The Commission on Human Rights (CHR) said it had found a pattern of selective and systematic extrajudicial killings of 206 individuals accused or suspected of committing various offenses by a vigilante group in Davao City from 2005 to 2009.
CHR Chairperson Loretta Ann Rosales presented the commission’s findings on the activities of the so-called Davao Death Squad (DDS) in a statement issued Wednesday.
The CHR faulted local officials for failing to conduct any meaningful investigation into the killings, thereby violating the state’s obligation to protect the rights of its citizens.
It said the then city mayor, Rodrigo Duterte, as the local chief executive and deputized Napolcom representative with general and operational control and supervision over the city police force, had clearly disregarded information on alleged human rights violations in Davao City, and did not act on them.
Rosales asked the Office of the Ombudsman to look into Duterte’s administrative and criminal liability for his inaction and for tolerating such violations in his jurisdiction.
“It is axiomatic in human rights law that where there are human rights violations, there must be accountability,” Rosales said.
The CHR investigation was prompted by the search for accountability for the many lives taken arbitrarily by the DDS, a group allegedly responsible for summary executions of delinquents and drug traffickers in Davao.
Rosales said the number of persons killed could even be higher as the 206 figure was only based on what the CHR had in its records.
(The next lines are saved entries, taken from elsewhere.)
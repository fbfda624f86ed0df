//! Multipart upload
//!
//! A file is cut into equal segments no larger than [`MAX_PART_SIZE`]; the
//! last one may be shorter. Parts are sent one after another in part-number
//! order and the upload is completed with the full list `0..=last`.
//!
//! An interrupted upload can be resumed from its upload id: the segment size
//! is taken from the first stored part and sending continues at the first
//! part number the store does not have.

use crate::buffer::ClosedFile;
use crate::metrics;
use crate::store::{ObjectHeaders, ObjectStore, Payload, UploadedPart};
use crate::upload::UploadError;
use bytes::Bytes;
use tokio::io::{AsyncReadExt, AsyncSeekExt};

pub use crate::config::MAX_PART_SIZE;

/// Smallest part most stores accept. Not enforced here: the final part of a
/// file is allowed to be shorter, and segments are only ever bounded above.
pub const MIN_PART_SIZE: u64 = 4 * 1024 * 1024;

/// Halve `size`, rounding up, until it fits in one part
pub fn calculate_segment(size: u64) -> u64 {
    let mut segment = size;
    while segment > MAX_PART_SIZE {
        segment = segment.div_ceil(2);
    }
    segment
}

#[derive(Debug, Clone, Copy, PartialEq, Eq)]
pub enum MultipartState {
    Init,
    InProgress,
    Resumed,
    Completed,
}

/// Drives the multipart protocol for one file
pub struct MultipartUploader<'a> {
    store: &'a dyn ObjectStore,
    file: &'a ClosedFile,
    headers: ObjectHeaders,
    upload_id: Option<String>,
    parts: Vec<UploadedPart>,
    state: MultipartState,
}

impl<'a> MultipartUploader<'a> {
    pub fn new(store: &'a dyn ObjectStore, file: &'a ClosedFile, headers: ObjectHeaders) -> Self {
        Self {
            store,
            file,
            headers,
            upload_id: None,
            parts: Vec::new(),
            state: MultipartState::Init,
        }
    }

    pub fn state(&self) -> MultipartState {
        self.state
    }

    pub fn upload_id(&self) -> Option<&str> {
        self.upload_id.as_deref()
    }

    pub fn parts(&self) -> &[UploadedPart] {
        &self.parts
    }

    /// Fresh upload: initiate, send every part, complete
    pub async fn upload(&mut self) -> Result<(), UploadError> {
        self.initiate().await?;
        let segment = calculate_segment(self.file.size());
        self.upload_parts(0, segment).await?;
        self.complete().await
    }

    #[tracing::instrument(
        name = "upload.multipart.create",
        skip(self),
        fields(key = %self.file.key()),
        err
    )]
    pub async fn initiate(&mut self) -> Result<String, UploadError> {
        let upload_id = self
            .store
            .initiate_multipart_upload(self.file.key(), &self.headers)
            .await?;

        tracing::debug!(key = %self.file.key(), upload_id = %upload_id, "Initiated multipart upload");

        self.upload_id = Some(upload_id.clone());
        self.state = MultipartState::InProgress;
        Ok(upload_id)
    }

    /// Send the file from part `start` onwards in `segment`-sized chunks
    pub async fn upload_parts(&mut self, start: u32, segment: u64) -> Result<(), UploadError> {
        let upload_id = self.require_upload_id()?;
        if segment == 0 {
            return Err(UploadError::Protocol(format!(
                "segment size for {} must be positive",
                self.file.key()
            )));
        }

        let mut source = tokio::fs::File::open(self.file.path()).await?;
        if start > 0 {
            source
                .seek(std::io::SeekFrom::Start(u64::from(start) * segment))
                .await?;
        }

        let mut part_number = start;
        loop {
            let mut chunk = Vec::new();
            (&mut source).take(segment).read_to_end(&mut chunk).await?;
            if chunk.is_empty() {
                break;
            }

            tracing::debug!(
                key = %self.file.key(),
                part_number = part_number,
                bytes = chunk.len(),
                "Uploading part"
            );

            let part = self
                .store
                .upload_part(
                    self.file.key(),
                    &self.headers,
                    &upload_id,
                    part_number,
                    Payload::new(Bytes::from(chunk)),
                )
                .await?;
            self.parts.push(part);
            part_number += 1;
        }

        Ok(())
    }

    /// Complete with every part from 0 to the last one sent
    #[tracing::instrument(
        name = "upload.multipart.complete",
        skip(self),
        fields(key = %self.file.key(), parts_count = self.parts.len()),
        err
    )]
    pub async fn complete(&mut self) -> Result<(), UploadError> {
        let upload_id = self.require_upload_id()?;

        if self.parts.is_empty() {
            return Err(UploadError::Protocol(format!(
                "no parts uploaded for {}",
                self.file.key()
            )));
        }
        ensure_contiguous(&self.parts)?;

        self.store
            .complete_multipart_upload(self.file.key(), &upload_id, &self.parts)
            .await?;
        self.state = MultipartState::Completed;

        metrics::record_multipart_upload_success(self.parts.len());
        tracing::debug!(key = %self.file.key(), parts = self.parts.len(), "Completed multipart upload");
        Ok(())
    }

    /// Continue an upload that a previous run started
    #[tracing::instrument(
        name = "upload.multipart.resume",
        skip(self),
        fields(key = %self.file.key()),
        err
    )]
    pub async fn resume(&mut self, upload_id: &str) -> Result<(), UploadError> {
        self.upload_id = Some(upload_id.to_string());
        self.state = MultipartState::Resumed;

        let listed = self
            .store
            .list_multipart_parts(self.file.key(), upload_id)
            .await?;
        ensure_contiguous(&listed)?;

        let segment = match listed.first() {
            Some(first) => first.size,
            None => calculate_segment(self.file.size()),
        };
        let next = u32::try_from(listed.len())
            .map_err(|_| UploadError::Protocol("too many listed parts".into()))?;

        tracing::debug!(
            key = %self.file.key(),
            upload_id = %upload_id,
            next_part = next,
            segment = segment,
            "Resuming multipart upload"
        );

        self.parts = listed;
        self.state = MultipartState::InProgress;
        self.upload_parts(next, segment).await?;
        self.complete().await
    }

    fn require_upload_id(&self) -> Result<String, UploadError> {
        self.upload_id
            .clone()
            .ok_or_else(|| UploadError::Protocol("multipart upload was not initiated".into()))
    }
}

fn ensure_contiguous(parts: &[UploadedPart]) -> Result<(), UploadError> {
    for (index, part) in parts.iter().enumerate() {
        if part.part_number as usize != index {
            return Err(UploadError::Protocol(format!(
                "expected part {} but found part {}",
                index, part.part_number
            )));
        }
    }
    Ok(())
}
According to Rosales, dead bodies were piling up in Davao City during that period, consisting mainly of addicts, drug pushers, thieves and young people with police records for petty crimes. Many of the victims were minors.
Then President Gloria Macapagal-Arroyo established the Melo Commission to look into the killings. Official concern from the United Nations came with the visit of Philip Alston, the UN special rapporteur on extrajudicial, summary or arbitrary executions, who visited the country in February 2007.
In his report to the UN Human Rights Council in 2008, Alston observed that “it is a commonplace that a death squad known as the ‘Davao Death Squad’ (DDS) operates in Davao City. One fact points very strongly to the officially sanctioned character of these killings: No one involved covers his face.”
The New York-based Human Rights Watch observed that the DDS “typically make greater efforts to conceal their weapons than their identity.”
The CHR at the time, then headed by now Justice Secretary Leila de Lima, decided to conduct an investigation into the killings.
The CHR conducted public hearings in Davao City in March, April, May and September 2009.
According to Rosales, the CHR’s investigation was hampered by a climate of fear gripping witnesses and by official denials from local government and law enforcement officials that the Davao Death Squad even existed.
Still, enough evidence emerged that there was a pattern in the victims targeted and in the methods of attack, she said.
“The killings were selective: The victim was usually involved or suspected to have been involved in some type of illegal activity. The manner of killing was also distinct: The assailants were usually motorcycle-riding gunmen,” she said.